12. A digital communications transmitter as claimed in claim 11
wherein said digital-to-analog converter is formed on said second
semiconductor substrate.
13. A digital communications transmitter as claimed in claim 11
wherein: said digital-processing circuit formed on said first
semiconductor substrate has first and second clock domains which
operate asynchronously from one another; said second clock domain
on said first semiconductor substrate operates synchronously with
said frequency-profiling circuit and said digital synthesizer
formed on said second semiconductor substrate; and said second
clock domain on said first semiconductor substrate provides an
output port for said digital-processing circuit.
14. A digital communications transmitter as claimed in claim 11
wherein: said digital-processing circuit formed on said first
semiconductor substrate has first, second, and third clock domains;
said second clock domain provides a first serial port; said third
clock domain provides a second serial port; and said digital
communications transmitter additionally comprises a synchronizer
coupled to said second and third clock domains of said
digital-processing circuit, said synchronizer being configured to
cause said third clock domain to operate synchronously with said
second clock domain so that data collectively output by said first
and second serial ports during each unit interval forms a
symbol.
15. A digital communications transmitter as claimed in claim 14
wherein: a first clock signal supplied to said second clock domain
of said first semiconductor substrate is generated on said second
semiconductor substrate; and a second clock signal supplied to said
third clock domain of said first semiconductor substrate is
generated in said second clock domain of said first semiconductor
substrate.
16. A digital communications transmitter as claimed in claim 1
wherein said digital-processing circuit is a programmable digital
signal processor (DSP).
17. A digital communications transmitter as claimed in claim 16
wherein: said programmable digital signal processor is configured
to encode input data and to produce in-phase and quadrature
baseband samples for each unit interval; said programmable digital
signal processor is configured to map said in-phase and quadrature
baseband samples into a frequency-profile index for each unit
interval; and said programmable digital signal processor is
configured to output said frequency-profile index for each unit
interval as said digitally-modulated symbol.
18. A method of operating a digital communications transmitter
comprising: encoding input data so as to produce in-phase and
quadrature baseband samples for a unit interval; mapping said
in-phase and quadrature baseband samples into a frequency-profile
index; selecting a frequency profile in response to said
frequency-profile index, wherein said frequency profile specifies a
plurality of frequencies in a predetermined sequence; synthesizing
a digital representation of a periodic signal throughout said unit
interval in response to said frequency profile; and converting said
digital representation of said periodic signal into an analog
signal.
19. A method as claimed in claim 18 additionally comprising:
providing circuits which perform said encoding and mapping
activities on a first semiconductor substrate; and providing
circuits which perform said selecting and synthesizing activities
on a second semiconductor substrate.
20. A method as claimed in claim 19 wherein: said circuits which
perform said encoding and mapping activities reside within a first
clock domain on said first semiconductor substrate; and said method
additionally comprises transferring said frequency-profile index
from said first semiconductor substrate to said second
semiconductor substrate using a circuit which resides on said first
semiconductor substrate within a second clock domain.
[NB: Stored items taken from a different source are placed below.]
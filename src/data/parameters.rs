use serde::{Deserialize, Serialize};
use std::collections::BTreeMap;
use std::fmt;

use crate::error::ConfigurationError;

/// Name of the parameter holding the per-subject covariate multiplier on the baseline hazard
pub const HAZARD_MULTIPLIER: &str = "NU";

/// A named set of model parameters for one subject
///
/// Parameter names follow the usual mrgsolve conventions (`CL`, `VC`, `KA1`, ...).
/// The set is read-only once a subject's simulation starts; see
/// [RtteModel::resolve](crate::simulator::model::RtteModel::resolve) for validation.
#[derive(Serialize, Deserialize, Clone, Debug, Default, PartialEq)]
#[serde(transparent)]
pub struct ParameterSet {
    values: BTreeMap<String, f64>,
}

impl ParameterSet {
    pub fn new() -> Self {
        Self::default()
    }

    /// Builder-style insertion
    pub fn with(mut self, name: impl Into<String>, value: f64) -> Self {
        self.insert(name, value);
        self
    }

    pub fn insert(&mut self, name: impl Into<String>, value: f64) {
        self.values.insert(name.into(), value);
    }

    pub fn get(&self, name: &str) -> Option<f64> {
        self.values.get(name).copied()
    }

    pub fn contains(&self, name: &str) -> bool {
        self.values.contains_key(name)
    }

    /// Fetch a parameter that must be present and finite
    pub fn require(&self, name: &str) -> Result<f64, ConfigurationError> {
        let value = self
            .get(name)
            .ok_or_else(|| ConfigurationError::MissingParameter {
                name: name.to_string(),
            })?;
        if !value.is_finite() {
            return Err(ConfigurationError::InvalidParameter {
                name: name.to_string(),
                value,
                reason: "must be finite".to_string(),
            });
        }
        Ok(value)
    }

    /// Fetch a parameter that must be present, finite and `>= 0`
    pub fn require_non_negative(&self, name: &str) -> Result<f64, ConfigurationError> {
        let value = self.require(name)?;
        if value < 0.0 {
            return Err(invalid(name, value, "must be non-negative"));
        }
        Ok(value)
    }

    /// Fetch a parameter that must be present, finite and `> 0`
    pub fn require_positive(&self, name: &str) -> Result<f64, ConfigurationError> {
        let value = self.require(name)?;
        if value <= 0.0 {
            return Err(invalid(name, value, "must be strictly positive"));
        }
        Ok(value)
    }

    /// Return a copy of this set with the covariate multiplier folded in as [HAZARD_MULTIPLIER]
    pub fn with_hazard_multiplier(&self, multiplier: f64) -> Self {
        self.clone().with(HAZARD_MULTIPLIER, multiplier)
    }

    pub fn iter(&self) -> impl Iterator<Item = (&str, f64)> {
        self.values.iter().map(|(k, v)| (k.as_str(), *v))
    }

    pub fn len(&self) -> usize {
        self.values.len()
    }

    pub fn is_empty(&self) -> bool {
        self.values.is_empty()
    }

    /// Defaults of the one-depot model with an Emax drug effect on the hazard
    ///
    /// `LAMBDA` is expressed per model time unit.
    pub fn rtte_defaults() -> Self {
        ParameterSet::new()
            .with("VC", 2.44)
            .with("KA1", 0.92)
            .with("CL", 1.0)
            .with("LAMBDA", 0.0217)
            .with("EMAX", 0.692)
            .with("EC50", 4.956)
    }

    /// Defaults of the two-depot, two-compartment model with an inhibitory drug effect
    ///
    /// Volumes in deciliters, time in hours, `LAMBDA` and `GAMMA` per year.
    pub fn pk2cmt_defaults() -> Self {
        ParameterSet::new()
            .with("CL", 1.0)
            .with("VC", 20.0)
            .with("Q", 2.0)
            .with("VP", 10.0)
            .with("KA1", 1.0)
            .with("KA2", 1.0)
            .with("VMAX", 0.0)
            .with("KM", 2.0)
            .with("LAMBDA", 2.96)
            .with("IC50", 10.2)
            .with("GAMMA", -0.566)
    }
}

impl<S: Into<String>> FromIterator<(S, f64)> for ParameterSet {
    fn from_iter<I: IntoIterator<Item = (S, f64)>>(iter: I) -> Self {
        let mut set = ParameterSet::new();
        for (name, value) in iter {
            set.insert(name, value);
        }
        set
    }
}

impl fmt::Display for ParameterSet {
    fn fmt(&self, f: &mut fmt::Formatter) -> fmt::Result {
        let rendered: Vec<String> = self.iter().map(|(k, v)| format!("{k}={v}")).collect();
        write!(f, "{{{}}}", rendered.join(", "))
    }
}

fn invalid(name: &str, value: f64, reason: &str) -> ConfigurationError {
    ConfigurationError::InvalidParameter {
        name: name.to_string(),
        value,
        reason: reason.to_string(),
    }
}
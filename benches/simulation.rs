use criterion::black_box;
use criterion::{criterion_group, criterion_main, Criterion};
use rttesim::prelude::*;

fn rtte_subject(id: usize) -> Subject {
    Subject::builder(id.to_string())
        .parameters(ParameterSet::rtte_defaults())
        .category("ECOG", (id % 3) as i64, &[1, 2])
        .covariate("cAGE", 0.1 * (id % 5) as f64)
        .bolus(0.0, 100.0, Compartment::Depot(1))
        .repeat(6, 24.0)
        .build()
}

fn pk2cmt_subject() -> Subject {
    Subject::builder("1")
        .parameters(ParameterSet::pk2cmt_defaults().with("VMAX", 3.0))
        .bolus(0.0, 100.0, Compartment::Depot(1))
        .repeat(13, 24.0)
        .infusion(0.0, 200.0, Compartment::Depot(2), 4.0)
        .build()
}

fn simulate_once(simulator: &Simulator, subject: &Subject) {
    black_box(simulator.simulate_subject(subject, 0.3).ok());
}

fn criterion_benchmark(c: &mut Criterion) {
    let grid = OutputGrid::new(0.0, 180.0, 0.1);

    let fixed = Simulator::new(RtteModel::rtte_emax(), SimulationSettings::new(grid.clone()))
        .expect("valid settings");
    let subject = rtte_subject(1);
    c.bench_function("rtte_fixed_step", |b| b.iter(|| simulate_once(&fixed, &subject)));

    let adaptive = Simulator::new(
        RtteModel::rtte_emax(),
        SimulationSettings::new(grid)
            .with_integrator(IntegratorSettings::adaptive(Default::default())),
    )
    .expect("valid settings");
    c.bench_function("rtte_adaptive", |b| b.iter(|| simulate_once(&adaptive, &subject)));

    let pk2cmt = Simulator::new(
        RtteModel::pk2cmt_hazard(),
        SimulationSettings::new(OutputGrid::new(0.0, 24.0 * 14.0, 1.0)),
    )
    .expect("valid settings");
    let subject = pk2cmt_subject();
    c.bench_function("pk2cmt_two_weeks", |b| {
        b.iter(|| black_box(pk2cmt.simulate_subject(&subject, 0.5).ok()))
    });

    let population: Vec<Subject> = (0..200).map(rtte_subject).collect();
    let options = BatchOptions::new(42);
    c.bench_function("rtte_population_200", |b| {
        b.iter(|| black_box(fixed.simulate_population(&population, &options).summary()))
    });
}

criterion_group!(benches, criterion_benchmark);
criterion_main!(benches);
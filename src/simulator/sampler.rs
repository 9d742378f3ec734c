//! Event times by inversion of the cumulative hazard
//!
//! With survival `S(t) = exp(-H(t))`, solving `S(t*) = U` for a uniform draw `U` is the
//! same as solving `H(t*) = -ln(U)`. The cumulative hazard is available at the
//! breakpoints of the simulation; the root is bracketed between two of them and then
//! located either by linear interpolation or by Brent's method on the model itself.

use argmin::{
    core::{CostFunction, Error, Executor},
    solver::brent::BrentRoot,
};
use serde::{Deserialize, Serialize};

use crate::error::{ConfigurationError, SimulationError};

/// How the event time is located inside the bracketing segment
#[derive(Serialize, Deserialize, Debug, Clone, Copy, PartialEq)]
#[serde(tag = "method", rename_all = "snake_case")]
pub enum RootFinding {
    /// Linear interpolation between the segment endpoints
    Linear,
    /// Brent's method on the re-integrated cumulative hazard
    Brent { tolerance: f64, max_iters: u64 },
}

impl Default for RootFinding {
    fn default() -> Self {
        RootFinding::Brent {
            tolerance: 1e-10,
            max_iters: 100,
        }
    }
}

impl RootFinding {
    pub fn validate(&self) -> Result<(), SimulationError> {
        if let RootFinding::Brent {
            tolerance,
            max_iters,
        } = self
        {
            if !(tolerance.is_finite() && *tolerance > 0.0) || *max_iters == 0 {
                return Err(SimulationError::invalid_settings(format!(
                    "Brent root finding needs a positive tolerance and iteration limit, got {tolerance} and {max_iters}"
                )));
            }
        }
        Ok(())
    }
}

/// Cumulative hazard at a breakpoint
#[derive(Serialize, Deserialize, Debug, Clone, Copy, PartialEq)]
pub struct HazardPoint {
    pub time: f64,
    pub cumulative_hazard: f64,
}

/// Cumulative hazard between breakpoints
///
/// `segment` is the index of the breakpoint the segment starts at; `t` lies between that
/// breakpoint and the next one.
pub trait CumulativeHazardCurve {
    fn cumulative_hazard(&self, segment: usize, t: f64) -> Result<f64, SimulationError>;
}

/// Result of the inversion, before it is attributed to a cause
#[derive(Debug, Clone, Copy, PartialEq)]
pub enum SampledTime {
    Event(f64),
    /// No event before the horizon; carries the horizon
    Censored(f64),
}

pub struct EventTimeSampler {
    method: RootFinding,
}

impl EventTimeSampler {
    pub fn new(method: RootFinding) -> Self {
        EventTimeSampler { method }
    }

    /// Find the event time for the draw `u` on a non-decreasing cumulative-hazard trace
    ///
    /// `curve` refines the root inside a segment when Brent's method is configured;
    /// without it linear interpolation is used. Ties resolve to the earliest time, and a
    /// target beyond the last point is censored at exactly the last time.
    pub fn sample(
        &self,
        trace: &[HazardPoint],
        u: f64,
        curve: Option<&dyn CumulativeHazardCurve>,
    ) -> Result<SampledTime, SimulationError> {
        if !(0.0..=1.0).contains(&u) {
            return Err(ConfigurationError::InvalidDraw { value: u }.into());
        }
        let (first, last) = match (trace.first(), trace.last()) {
            (Some(first), Some(last)) => (*first, *last),
            _ => {
                return Err(SimulationError::invalid_settings(
                    "cannot sample an event time from an empty trajectory",
                ))
            }
        };

        if u == 0.0 {
            return Ok(SampledTime::Event(first.time));
        }
        if u == 1.0 {
            return Ok(SampledTime::Censored(last.time));
        }

        let target = -u.ln();
        if target <= first.cumulative_hazard {
            return Ok(SampledTime::Event(first.time));
        }

        for (segment, pair) in trace.windows(2).enumerate() {
            let (a, b) = (pair[0], pair[1]);
            if !(a.cumulative_hazard < target && target <= b.cumulative_hazard) {
                continue;
            }
            if target == b.cumulative_hazard {
                return Ok(SampledTime::Event(b.time));
            }
            let time = self.locate(segment, a, b, target, curve)?;
            return Ok(SampledTime::Event(time));
        }

        Ok(SampledTime::Censored(last.time))
    }

    fn locate(
        &self,
        segment: usize,
        a: HazardPoint,
        b: HazardPoint,
        target: f64,
        curve: Option<&dyn CumulativeHazardCurve>,
    ) -> Result<f64, SimulationError> {
        let linear = interpolate(a, b, target);
        let (tolerance, max_iters, curve) = match (self.method, curve) {
            (
                RootFinding::Brent {
                    tolerance,
                    max_iters,
                },
                Some(curve),
            ) => (tolerance, max_iters, curve),
            _ => return Ok(linear),
        };

        // the refined curve may disagree with the stored endpoints by the integration error
        let f_lo = curve.cumulative_hazard(segment, a.time)? - target;
        if f_lo >= 0.0 {
            return Ok(a.time);
        }
        let f_hi = curve.cumulative_hazard(segment, b.time)? - target;
        if f_hi <= 0.0 {
            return Ok(b.time);
        }

        let problem = SegmentRoot {
            curve,
            segment,
            target,
        };
        let solver = BrentRoot::new(a.time, b.time, tolerance);
        let result = Executor::new(problem, solver)
            .configure(|state| state.max_iters(max_iters))
            .run()?;

        Ok(result
            .state
            .best_param
            .map(|t| t.clamp(a.time, b.time))
            .unwrap_or(linear))
    }
}

fn interpolate(a: HazardPoint, b: HazardPoint, target: f64) -> f64 {
    let fraction = (target - a.cumulative_hazard) / (b.cumulative_hazard - a.cumulative_hazard);
    a.time + fraction * (b.time - a.time)
}

struct SegmentRoot<'a> {
    curve: &'a dyn CumulativeHazardCurve,
    segment: usize,
    target: f64,
}

impl CostFunction for SegmentRoot<'_> {
    type Param = f64;
    type Output = f64;

    fn cost(&self, t: &Self::Param) -> Result<Self::Output, Error> {
        Ok(self.curve.cumulative_hazard(self.segment, *t)? - self.target)
    }
}

#[cfg(test)]
mod tests {
    use super::*;
    use approx::assert_relative_eq;

    /// `H(t) = scale * t^power`
    struct PowerCurve {
        scale: f64,
        power: f64,
    }

    impl PowerCurve {
        fn at(&self, t: f64) -> f64 {
            self.scale * t.powf(self.power)
        }

        fn trace(&self, times: &[f64]) -> Vec<HazardPoint> {
            times
                .iter()
                .map(|&time| HazardPoint {
                    time,
                    cumulative_hazard: self.at(time),
                })
                .collect()
        }
    }

    impl CumulativeHazardCurve for PowerCurve {
        fn cumulative_hazard(&self, _segment: usize, t: f64) -> Result<f64, SimulationError> {
            Ok(self.at(t))
        }
    }

    fn grid(end: f64, n: usize) -> Vec<f64> {
        (0..=n).map(|i| end * i as f64 / n as f64).collect()
    }

    #[test]
    fn constant_hazard_inverts_exactly() {
        let k = 0.02;
        let curve = PowerCurve {
            scale: k,
            power: 1.0,
        };
        let trace = curve.trace(&grid(500.0, 50));

        for method in [RootFinding::Linear, RootFinding::default()] {
            let sampler = EventTimeSampler::new(method);
            for u in [0.9f64, 0.5, 0.3, 0.01] {
                let expected = -u.ln() / k;
                match sampler.sample(&trace, u, Some(&curve)).unwrap() {
                    SampledTime::Event(t) => assert_relative_eq!(t, expected, max_relative = 1e-9),
                    other => panic!("expected an event, got {other:?}"),
                }
            }
        }
    }

    #[test]
    fn brent_refines_curved_segments() {
        let curve = PowerCurve {
            scale: 0.1,
            power: 2.0,
        };
        let trace = curve.trace(&grid(10.0, 10));
        let u: f64 = 0.5;
        let expected = (-u.ln() / 0.1).sqrt();

        let refined = EventTimeSampler::new(RootFinding::default())
            .sample(&trace, u, Some(&curve))
            .unwrap();
        match refined {
            SampledTime::Event(t) => assert_relative_eq!(t, expected, epsilon = 1e-8),
            other => panic!("expected an event, got {other:?}"),
        }

        let linear = EventTimeSampler::new(RootFinding::Linear)
            .sample(&trace, u, Some(&curve))
            .unwrap();
        match linear {
            SampledTime::Event(t) => {
                assert!((t - expected).abs() > 1e-3);
                assert!(t > 2.0 && t < 3.0);
            }
            other => panic!("expected an event, got {other:?}"),
        }
    }

    #[test]
    fn unreached_target_is_censored_at_the_horizon() {
        let curve = PowerCurve {
            scale: 0.001,
            power: 1.0,
        };
        let trace = curve.trace(&grid(100.0, 10));
        // H(100) = 0.1 < -ln(0.5)
        let sampled = EventTimeSampler::new(RootFinding::default())
            .sample(&trace, 0.5, Some(&curve))
            .unwrap();
        assert_eq!(sampled, SampledTime::Censored(100.0));
    }

    #[test]
    fn degenerate_draws() {
        let curve = PowerCurve {
            scale: 1.0,
            power: 1.0,
        };
        let trace = curve.trace(&[2.0, 3.0, 4.0]);
        let sampler = EventTimeSampler::new(RootFinding::Linear);

        assert_eq!(
            sampler.sample(&trace, 0.0, None).unwrap(),
            SampledTime::Event(2.0)
        );
        assert_eq!(
            sampler.sample(&trace, 1.0, None).unwrap(),
            SampledTime::Censored(4.0)
        );
        for bad in [-0.1, 1.5, f64::NAN] {
            assert!(matches!(
                sampler.sample(&trace, bad, None),
                Err(SimulationError::Configuration(
                    ConfigurationError::InvalidDraw { .. }
                ))
            ));
        }
        assert!(sampler.sample(&[], 0.5, None).is_err());
    }

    #[test]
    fn ties_resolve_to_the_earliest_time() {
        let u: f64 = 0.4;
        let target = -u.ln();
        let trace = [
            HazardPoint {
                time: 0.0,
                cumulative_hazard: 0.0,
            },
            HazardPoint {
                time: 1.0,
                cumulative_hazard: target,
            },
            HazardPoint {
                time: 2.0,
                cumulative_hazard: target,
            },
            HazardPoint {
                time: 3.0,
                cumulative_hazard: 2.0 * target,
            },
        ];
        let sampled = EventTimeSampler::new(RootFinding::default())
            .sample(&trace, u, None)
            .unwrap();
        assert_eq!(sampled, SampledTime::Event(1.0));
    }

    #[test]
    fn target_below_initial_hazard_fires_at_start() {
        let trace = [
            HazardPoint {
                time: 5.0,
                cumulative_hazard: 3.0,
            },
            HazardPoint {
                time: 6.0,
                cumulative_hazard: 4.0,
            },
        ];
        let sampled = EventTimeSampler::new(RootFinding::Linear)
            .sample(&trace, 0.5, None)
            .unwrap();
        assert_eq!(sampled, SampledTime::Event(5.0));
    }
}
#[cfg(test)]
mod tests {
    use super::*;
    use crate::simulator::settings::OutputGrid;
    use approx::assert_relative_eq;

    fn iv_model() -> RtteModel {
        RtteModel::new(0, false)
    }

    fn iv_params() -> ParameterSet {
        ParameterSet::new()
            .with("CL", 1.0)
            .with("VC", 20.0)
            .with("LAMBDA", 0.01)
    }

    fn simulator(grid: OutputGrid) -> Simulator {
        Simulator::new(iv_model(), SimulationSettings::new(grid)).unwrap()
    }

    #[test]
    fn samples_at_a_dose_time_are_post_dose() {
        let subject = Subject::builder("1")
            .parameters(iv_params())
            .bolus(2.0, 100.0, Compartment::Central)
            .build();
        let outcome = simulator(OutputGrid::new(0.0, 4.0, 1.0))
            .simulate_subject(&subject, 0.5)
            .unwrap();
        let samples = outcome.trajectory.samples();
        assert_eq!(samples.len(), 5);
        assert_eq!(samples[1].amounts[0], 0.0);
        assert_eq!(samples[2].amounts[0], 100.0);
        assert_relative_eq!(samples[2].concentration, 5.0);
    }

    #[test]
    fn doses_between_output_times_become_breakpoints() {
        let subject = Subject::builder("1")
            .parameters(iv_params())
            .bolus(0.35, 100.0, Compartment::Central)
            .build();
        let outcome = simulator(OutputGrid::new(0.0, 2.0, 1.0))
            .simulate_subject(&subject, 0.5)
            .unwrap();
        let expected = 100.0 * (-(1.0 - 0.35) / 20.0f64).exp();
        assert_relative_eq!(
            outcome.trajectory.samples()[1].amounts[0],
            expected,
            max_relative = 1e-6
        );
    }

    #[test]
    fn infusion_accumulates_its_amount() {
        let model = RtteModel::new(0, false);
        let params = ParameterSet::new()
            .with("CL", 0.0)
            .with("VC", 10.0)
            .with("LAMBDA", 0.0);
        let subject = Subject::builder("1")
            .parameters(params)
            .infusion(1.0, 50.0, Compartment::Central, 2.5)
            .build();
        let sim = Simulator::new(model, SimulationSettings::new(OutputGrid::new(0.0, 5.0, 0.5)))
            .unwrap();
        let outcome = sim.simulate_subject(&subject, 0.5).unwrap();
        let central = outcome.trajectory.amounts_of("CENT").unwrap();
        assert_relative_eq!(central[2], 0.0);
        assert_relative_eq!(central[4], 20.0, max_relative = 1e-9);
        assert_relative_eq!(*central.last().unwrap(), 50.0, max_relative = 1e-9);
        assert!(outcome.event.censored);
    }

    #[test]
    fn invalid_doses_are_rejected_before_integration() {
        let sim = simulator(OutputGrid::new(0.0, 10.0, 1.0));

        let into_hazard = Subject::builder("1")
            .parameters(iv_params())
            .bolus(1.0, 1.0, Compartment::CumulativeHazard)
            .build();
        let missing = Subject::builder("2")
            .parameters(iv_params())
            .bolus(1.0, 1.0, Compartment::Peripheral)
            .build();
        let early = Subject::builder("3")
            .parameters(iv_params())
            .bolus(-1.0, 1.0, Compartment::Central)
            .build();
        let negative = Subject::builder("4")
            .parameters(iv_params())
            .bolus(1.0, -5.0, Compartment::Central)
            .build();

        for subject in [into_hazard, missing, early, negative] {
            let err = sim.simulate_subject(&subject, 0.5).unwrap_err();
            assert!(
                matches!(
                    err,
                    SimulationError::Configuration(ConfigurationError::InvalidDose { .. })
                ),
                "subject {}: {err}",
                subject.id()
            );
        }
    }

    #[test]
    fn doses_after_the_horizon_are_ignored() {
        let subject = Subject::builder("1")
            .parameters(iv_params())
            .bolus(50.0, 100.0, Compartment::Central)
            .build();
        let outcome = simulator(OutputGrid::new(0.0, 10.0, 1.0))
            .simulate_subject(&subject, 0.5)
            .unwrap();
        assert!(outcome
            .trajectory
            .samples()
            .iter()
            .all(|s| s.amounts[0] == 0.0));
    }

    #[test]
    fn missing_parameter_is_a_configuration_error() {
        let subject = Subject::builder("1")
            .parameter("CL", 1.0)
            .parameter("LAMBDA", 0.1)
            .build();
        let err = simulator(OutputGrid::default())
            .simulate_subject(&subject, 0.5)
            .unwrap_err();
        assert!(matches!(
            err,
            SimulationError::Configuration(ConfigurationError::MissingParameter { ref name }) if name == "VC"
        ));
    }

    #[test]
    fn initial_amounts_seed_the_state() {
        let subject = Subject::builder("1")
            .parameters(iv_params())
            .initial_amount(Compartment::Central, 40.0)
            .build();
        let outcome = simulator(OutputGrid::new(0.0, 1.0, 1.0))
            .simulate_subject(&subject, 0.5)
            .unwrap();
        assert_eq!(outcome.trajectory.samples()[0].amounts[0], 40.0);

        let bad = Subject::builder("2")
            .parameters(iv_params())
            .initial_amount(Compartment::Depot(1), 40.0)
            .build();
        assert!(simulator(OutputGrid::new(0.0, 1.0, 1.0))
            .simulate_subject(&bad, 0.5)
            .is_err());
    }

    #[test]
    fn cumulative_hazard_cannot_be_seeded() {
        let subject = Subject::builder("1")
            .parameters(iv_params())
            .initial_amount(Compartment::CumulativeHazard, 0.5)
            .build();
        let err = simulator(OutputGrid::new(0.0, 1.0, 1.0))
            .simulate_subject(&subject, 0.5)
            .unwrap_err();
        assert!(matches!(
            err,
            SimulationError::Configuration(ConfigurationError::InvalidInitialState { .. })
        ));
    }

    #[test]
    fn censoring_lands_on_a_horizon_missed_by_the_grid_spacing() {
        let subject = Subject::builder("1")
            .parameters(iv_params().with("LAMBDA", 0.0))
            .bolus(0.0, 100.0, Compartment::Central)
            .build();
        let outcome = simulator(OutputGrid::new(0.0, 0.9, 0.3))
            .simulate_subject(&subject, 0.5)
            .unwrap();
        assert!(outcome.event.censored);
        assert_eq!(outcome.event.time, 0.9);
        assert_eq!(outcome.trajectory.len(), 4);
        assert_eq!(outcome.trajectory.samples().last().unwrap().time, 0.9);
    }

    #[test]
    fn doses_within_tolerance_of_the_window_snap_onto_it() {
        let subject = Subject::builder("1")
            .parameters(iv_params())
            .bolus(10.0 - 5e-9, 100.0, Compartment::Central)
            .bolus(20.0 + 5e-9, 50.0, Compartment::Central)
            .build();
        let outcome = simulator(OutputGrid::new(10.0, 20.0, 1.0))
            .simulate_subject(&subject, 0.5)
            .unwrap();
        let samples = outcome.trajectory.samples();
        assert_eq!(samples[0].time, 10.0);
        assert_eq!(samples[0].amounts[0], 100.0);

        let last = samples.last().unwrap();
        assert_eq!(last.time, 20.0);
        assert_relative_eq!(
            last.amounts[0],
            100.0 * (-10.0 / 20.0f64).exp() + 50.0,
            max_relative = 1e-6
        );
    }

    #[test]
    fn covariates_scale_the_hazard() {
        let sim = Simulator::new(
            RtteModel::rtte_emax(),
            SimulationSettings::new(OutputGrid::new(0.0, 180.0, 1.0)),
        )
        .unwrap();
        let base = Subject::builder("1")
            .parameters(ParameterSet::rtte_defaults())
            .category("ECOG", 0, &[1, 2])
            .covariate("cAGE", 0.0)
            .build();
        let sicker = Subject::builder("2")
            .parameters(ParameterSet::rtte_defaults())
            .category("ECOG", 2, &[1, 2])
            .covariate("cAGE", 0.0)
            .build();

        let h0 = sim.simulate_subject(&base, 0.99).unwrap();
        let h2 = sim.simulate_subject(&sicker, 0.99).unwrap();
        let ratio = h2.trajectory.samples()[10].hazard / h0.trajectory.samples()[10].hazard;
        assert_relative_eq!(ratio, 0.223f64.exp(), max_relative = 1e-12);
        assert!(h2.event.time < h0.event.time);

        let unknown = Subject::builder("3")
            .parameters(ParameterSet::rtte_defaults())
            .build();
        assert!(matches!(
            sim.simulate_subject(&unknown, 0.5),
            Err(SimulationError::Configuration(
                ConfigurationError::MissingCovariate { .. }
            ))
        ));
    }
}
21. A method as claimed in claim 18 additionally comprising
programming a frequency-profiling circuit to generate said
frequency profile in response to said frequency-profile index.
22. A method as claimed in claim 21 wherein said programming
activity is configured so that said frequency profile has only a
single increasing-frequency subinterval and only a single
decreasing-frequency subinterval.
23. A method as claimed in claim 18 additionally comprising
programming a digital signal processor (DSP) to perform said
encoding and mapping activities.
24. A method as claimed in claim 18 additionally comprising:
amplifying a signal derived from said analog signal in a
constant-envelope amplifier to generate an amplified signal; and
broadcasting said amplified signal from an antenna.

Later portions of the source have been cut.